Description
The objective of this assignment is to do some simple cryptanalysis of the RC4 encryption algorithm. RC4
is a stream cipher, internally generating a stream of random bits which is then XOR-ed with the plaintext.
The secret key initializes the random number generator. However, on observation there appears to be a
weakness in RC4. Perhaps two keys that are very similar will result in similar random numbers coming out
of RC4. In this assignment you will implement RC4, make some differential measurements of randomness
for related keys, and you will graph your results. For details about RC4 you can refer wiki RC4.
Credits\Courtesy –
https://www.cs.rice.edu/ dwallach/courses/comp527 s99/ass4.html
1 Assignment Details
1.1 The Basics
You are going to first implement the RC4 algorithm. You can find some code at the RC4 in three lines of Perl
site (which also includes a full, readable C version).
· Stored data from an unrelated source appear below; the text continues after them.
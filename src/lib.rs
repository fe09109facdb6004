//! # Folio
//!
//! A single-page portfolio: a hero with a typewriter headline, a skills grid,
//! an accordion of client case studies each holding an image and video
//! gallery, and an experience section behind a disclosure.
//!
//! The crate has two halves:
//!
//! - A **headless page core** that owns every stateful behaviour of the page
//!   (reveal on scroll, one-open-at-a-time panels, gallery navigation and
//!   playback, the typewriter) without touching a DOM. Hosts feed it
//!   geometry and events and render what it reports.
//! - A **static-site generator** that renders the page's initial state from a
//!   `catalog.toml` and embeds a small browser runtime driving the same
//!   behaviour live.
//!
//! # Module Map
//!
//! | Module | Role |
//! |--------|------|
//! | [`timer`] | Cooperative timer queue on a virtual clock; every delay in the core runs on it |
//! | [`media`] | Media items and the unified image-then-video slide sequence |
//! | [`preload`] | Fire-and-forget media preloading and the build-time asset probe |
//! | [`visibility`] | One-shot reveal latch with intersection geometry |
//! | [`carousel`] | Gallery navigation, settle synchronisation, video playback policy |
//! | [`accordion`] | One-open-at-a-time panels, delayed scroll requests, disclosure |
//! | [`typewriter`] | Headline type/hold/erase cycle |
//! | [`icons`] | Icon key to glyph mapping |
//! | [`catalog`] | `catalog.toml` loading and validation |
//! | [`page`] | `PageSession`: the core components wired together for one page |
//! | [`config`] | `config.toml` loading, validation, merging, and CSS generation |
//! | [`generate`] | Renders the page with Maud and copies the asset directory |
//! | [`stamp`] | Content-addressed build stamp for incremental builds |
//! | [`output`] | CLI output formatting |
//!
//! # Design Decisions
//!
//! ## Virtual Time
//!
//! Nothing in the core sleeps or spawns. Every delay (the panel scroll, the
//! slide transition, the typewriter's pacing) is a timer on a
//! [`timer::Timeline`] that the host advances explicitly. Tests step time
//! deterministically and teardown is a single cancel-all.
//!
//! ## Host Seams as Traits
//!
//! The core never fetches media or drives a `<video>` itself. It asks a
//! [`preload::CacheWarmer`] to make URLs resident and a
//! [`carousel::VideoElement`] to pause, rewind or play. Failures on either
//! seam are logged and absorbed, never surfaced.
//!
//! ## Maud Over Template Engines
//!
//! HTML is generated with [Maud](https://maud.lambda.xyz/), a compile-time HTML
//! macro system, rather than Handlebars or Tera. Advantages:
//!
//! - **Compile-time checking**: malformed HTML is a build error, not a runtime surprise.
//! - **Type-safe**: template variables are Rust expressions, no stringly-typed lookups.
//! - **XSS-safe by default**: all interpolation is auto-escaped.
//! - **Zero runtime files**: no template directory to ship or get out of sync.
//!
//! ## One Output File
//!
//! The generated site is `index.html` plus the copied asset directory. Styles
//! and the runtime are inlined; the page can be dropped on any file server.

pub mod accordion;
pub mod carousel;
pub mod catalog;
pub mod config;
pub mod generate;
pub mod icons;
pub mod media;
pub mod output;
pub mod page;
pub mod preload;
pub mod stamp;
pub mod timer;
pub mod typewriter;
pub mod visibility;

#[cfg(test)]
pub(crate) mod test_helpers;
fn render_contact(contact: &Contact) -> Markup {
    html! {
        footer.contact id="contact" {
            h2 { (contact.heading.as_deref().unwrap_or("Contact")) }
            ul.contact-links {
                @if let (Some(phone), Some(href)) = (contact.phone.as_deref(), contact.phone_href()) {
                    li { a href=(href) { (phone) } }
                }
                @if let Some(email) = &contact.email {
                    li { a href={ "mailto:" (email) } { (email) } }
                }
                @if let Some(site) = &contact.website {
                    li { a href=(catalog::external_url(site)) target="_blank" rel="noopener" { (site) } }
                }
                @if let Some(linkedin) = &contact.linkedin {
                    li { a href=(catalog::external_url(linkedin)) target="_blank" rel="noopener" { "LinkedIn" } }
                }
            }
            @if !contact.location.is_empty() {
                address {
                    @for (i, line) in contact.location.iter().enumerate() {
                        @if i > 0 { br; }
                        (line)
                    }
                }
            }
            @if let Some(availability) = &contact.availability {
                p.availability { (availability) }
            }
        }
    }
}

// ============================================================================
// Page Renderer
// ============================================================================

/// Render the whole page.
///
/// The markup is the page's initial state: headline showing only the name,
/// every panel collapsed, every gallery on its first slide and the
/// experience disclosure closed.
pub fn render_page(
    catalog: &Catalog,
    config: &SiteConfig,
    probe: &AssetProbe,
) -> Result<Markup, GenerateError> {
    let accordion = Accordion::new(
        catalog.panel_entries(),
        Duration::from_millis(config.accordion.scroll_delay_ms),
    )?;
    let headline = Typewriter::new(
        catalog.intro.name.clone(),
        catalog.intro.phrases.clone(),
        config.typewriter,
    );
    let settings = settings_json(catalog, config)?;
    let css = format!(
        "{}\n\n{}\n\n{}",
        config::generate_color_css(&config.colors),
        config::generate_theme_css(&config.theme, &config.carousel),
        CSS_STATIC
    );

    let content = html! {
        (render_intro(&catalog.intro, headline.text(), &catalog.workplace.id))
        main {
            @if !catalog.skills.items.is_empty() || !catalog.stats.is_empty() {
                (render_skills(&catalog.skills, &catalog.stats))
            }
            (render_work(catalog, &accordion, probe))
            (render_experience(&catalog.workplace, probe))
        }
        (render_contact(&catalog.contact))
        script type="application/json" id=(SETTINGS_ID) { (PreEscaped(settings)) }
        script { (PreEscaped(JS)) }
    };

    Ok(base_document(&config.site_title, &css, content))
}
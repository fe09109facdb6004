//! Icon keys to renderable glyphs.
//!
//! Catalog records name their icon with a symbolic key such as
//! `fa-suitcase`. The page has no icon font, so keys resolve to Unicode
//! glyphs. Unknown keys fall back to [`MISSING`] instead of failing the
//! build.

/// Glyph for keys with no mapping.
pub const MISSING: &str = "\u{2715}";

const GLYPHS: &[(&str, &str)] = &[
    ("fa-biking", "\u{1F6B2}"),
    ("fa-briefcase", "\u{1F4BC}"),
    ("fa-building", "\u{1F3E2}"),
    ("fa-chart-line", "\u{1F4C8}"),
    ("fa-code", "\u{2328}"),
    ("fa-credit-card", "\u{1F4B3}"),
    ("fa-cut", "\u{2702}"),
    ("fa-desktop", "\u{1F5A5}"),
    ("fa-fish", "\u{1F41F}"),
    ("fa-gem", "\u{1F48E}"),
    ("fa-glass-cheers", "\u{1F942}"),
    ("fa-lightbulb", "\u{1F4A1}"),
    ("fa-map-marker", "\u{1F4CD}"),
    ("fa-mobile-android-alt", "\u{1F4F1}"),
    ("fa-paint-brush-alt", "\u{1F58C}"),
    ("fa-palette", "\u{1F3A8}"),
    ("fa-paper-plane", "\u{2708}"),
    ("fa-pen-fancy", "\u{2712}"),
    ("fa-rings-wedding", "\u{1F48D}"),
    ("fa-road", "\u{1F6E3}"),
    ("fa-spa", "\u{1F9D6}"),
    ("fa-suitcase", "\u{1F9F3}"),
    ("fa-tv-retro", "\u{1F4FA}"),
    ("fa-users", "\u{1F465}"),
];

/// Glyph for `key`, or `None` when the key is unmapped.
pub fn lookup(key: &str) -> Option<&'static str> {
    GLYPHS
        .binary_search_by(|(k, _)| (*k).cmp(key))
        .ok()
        .map(|i| GLYPHS[i].1)
}

/// Glyph for `key`, falling back to [`MISSING`].
pub fn resolve(key: &str) -> &'static str {
    lookup(key).unwrap_or(MISSING)
}

pub fn is_known(key: &str) -> bool {
    lookup(key).is_some()
}
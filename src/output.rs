//! CLI output formatting for every command.
//!
//! # Information-First Display
//!
//! Output is **information-centric, not file-centric**. The primary display
//! for every client is its semantic identity (positional index and name),
//! with icon keys and descriptions shown as indented context lines. Media
//! problems are listed by URL so they can be fixed in the catalog directly.
//!
//! # Output Format
//!
//! ## Check
//!
//! ```text
//! Clients
//! 001 Accor (25 slides)
//!     Icon: fa-suitcase
//!     Digital creative, production and web pages for global...
//! 002 Ride to Conquer Cancer (4 slides)
//!     Icon: fa-biking
//!
//! Experience
//!     Experience. (2 slides, 2 roles)
//!
//! Media
//!     31 referenced, 1 missing
//!     Missing: /images/accor/accor_18-poster.jpg
//! ```
//!
//! ## Build
//!
//! ```text
//! index.html: rendered
//! Assets: 12 copied, 30 unchanged
//! Site built at dist
//! ```
//!
//! ## Typewriter
//!
//! ```text
//!   0.000s  Jules Lye
//!  10.000s  Jules Lye
//!  10.080s  Jules Lye w
//! ```
//!
//! # Architecture
//!
//! Each command has a `format_*` function (returns `Vec<String>`) for
//! testability and a `print_*` wrapper that writes to stdout. Format
//! functions are pure: no I/O, no side effects.

use crate::catalog::Catalog;
use crate::generate::{BuildReport, CheckReport, PageStatus};
use crate::typewriter::Frame;

// ============================================================================
// Shared display helpers
// ============================================================================

/// Format a 1-based positional index as 3-digit zero-padded.
fn format_index(pos: usize) -> String {
    format!("{:0>3}", pos)
}

/// Return indentation string: 4 spaces per depth level.
fn indent(depth: usize) -> String {
    "    ".repeat(depth)
}

/// Format an entity header: positional index + name + slide count.
///
/// ```text
/// 001 Accor (25 slides)
/// 002 Yarra Valley (1 slide)
/// ```
fn entity_header(index: usize, name: &str, slides: usize) -> String {
    format!("{} {} ({})", format_index(index), name, plural(slides, "slide"))
}

fn plural(n: usize, noun: &str) -> String {
    if n == 1 {
        format!("{n} {noun}")
    } else {
        format!("{n} {noun}s")
    }
}

/// Strip inline markdown emphasis markers for a plain preview.
fn strip_markdown(text: &str) -> String {
    text.chars().filter(|c| !matches!(c, '*' | '_' | '`')).collect()
}

/// Truncate text to `max` characters, appending `...` if truncated.
fn truncate_desc(text: &str, max: usize) -> String {
    if text.chars().count() <= max {
        text.to_string()
    } else {
        let cut: String = text.chars().take(max).collect();
        format!("{}...", cut.trim_end())
    }
}

// ============================================================================
// Check
// ============================================================================

pub fn format_check_output(catalog: &Catalog, report: &CheckReport) -> Vec<String> {
    let mut lines = Vec::new();

    lines.push("Clients".to_string());
    for (i, client) in catalog.clients.iter().enumerate() {
        lines.push(entity_header(i + 1, &client.name, client.media_items().len()));
        lines.push(format!("{}Icon: {}", indent(1), client.icon));
        let preview = truncate_desc(strip_markdown(&client.description).trim(), 60);
        if !preview.is_empty() {
            lines.push(format!("{}{}", indent(1), preview));
        }
    }

    let workplace = &catalog.workplace;
    lines.push(String::new());
    lines.push("Experience".to_string());
    lines.push(format!(
        "{}{} ({}, {})",
        indent(1),
        workplace.title,
        plural(workplace.images.len(), "slide"),
        plural(workplace.roles.len(), "role")
    ));

    lines.push(String::new());
    lines.push("Media".to_string());
    lines.push(format!(
        "{}{} referenced, {} missing",
        indent(1),
        report.media_urls,
        report.missing_media.len()
    ));
    for url in &report.missing_media {
        lines.push(format!("{}Missing: {}", indent(1), url));
    }

    if !report.unknown_icons.is_empty() {
        lines.push(String::new());
        lines.push("Icons".to_string());
        for key in &report.unknown_icons {
            lines.push(format!("{}Unknown: {}", indent(1), key));
        }
    }

    lines
}

pub fn print_check_output(catalog: &Catalog, report: &CheckReport) {
    for line in format_check_output(catalog, report) {
        println!("{}", line);
    }
}

// ============================================================================
// Build
// ============================================================================

pub fn format_build_output(report: &BuildReport) -> Vec<String> {
    let mut lines = Vec::new();
    let status = match report.page {
        PageStatus::Rendered => "rendered",
        PageStatus::Unchanged => "unchanged",
    };
    lines.push(format!("index.html: {}", status));
    lines.push(format!(
        "Assets: {} copied, {} unchanged",
        report.assets_copied, report.assets_unchanged
    ));
    if !report.missing_media.is_empty() {
        lines.push(format!(
            "Missing media ({}):",
            report.missing_media.len()
        ));
        for url in &report.missing_media {
            lines.push(format!("{}{}", indent(1), url));
        }
    }
    lines.push(format!("Site built at {}", report.output.display()));
    lines
}

pub fn print_build_output(report: &BuildReport) {
    for line in format_build_output(report) {
        println!("{}", line);
    }
}

// ============================================================================
// Typewriter
// ============================================================================

/// One line per headline change, with the time it happens. The first line is
/// the resting headline at time zero.
pub fn format_typewriter_frames(name: &str, frames: &[Frame]) -> Vec<String> {
    std::iter::once(format!("{:>8.3}s  {}", 0.0, name))
        .chain(
            frames
                .iter()
                .map(|f| format!("{:>8.3}s  {}", f.at.as_secs_f64(), f.text)),
        )
        .collect()
}

pub fn print_typewriter_frames(name: &str, frames: &[Frame]) {
    for line in format_typewriter_frames(name, frames) {
        println!("{}", line);
    }
}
This assignment is a form of related-key cryptanalysis.
With a stream cipher like RC4, it should be the case that, if you toggle exactly one bit in the key, 50% of
output bits should toggle. If you look closely at the key setup, it doesn’t look like this is the case. It appears
that single-bit differences in the key will result in fairly small differences in the internal state of RC4. After
a sufficient amount of output, this small change will eventually propagate and then you would expect 50%
of the output bits to toggle.
1.2 Implement the cipher
Don’t worry about XOR-ing the output bits with a message you’re going to keep secret. We’re only going
to study the random bits. Make sure you can accept keys of length up to 2048 bits.
1.3 Capture the output bits from two runs and XOR them
Generate a random key of 2048 bits (Unix’s random(3C) is good enough for now). Collect some output
from RC4. Toggle one or more of the key bits. Reinitialize RC4 and collect the output again. XOR them
1
together. This gives you the difference of the two streams. If RC4 were ”perfect”, this difference stream
would be ”perfectly” random.
1.4 Analyze the differential output bits for randomness
There are many tests for randomness of numbers. You’re going to implement a simple frequency counting
test. Create an array of counters of length equal to a power of two (say, 256). Now, say the test data is a
sequence of bits (b0, b1, b2, b3…bN ). You can look at each sequence of 8 bits (b0, b1, b2, b3…b9) as a number
and increment the appropriate counter in the array. When you’re done you would expect that the counters
would be approximately equal. If the two original bit streams were very similar, you would expect the
counters for lots of zeros to have higher values than the counters for lots of ones.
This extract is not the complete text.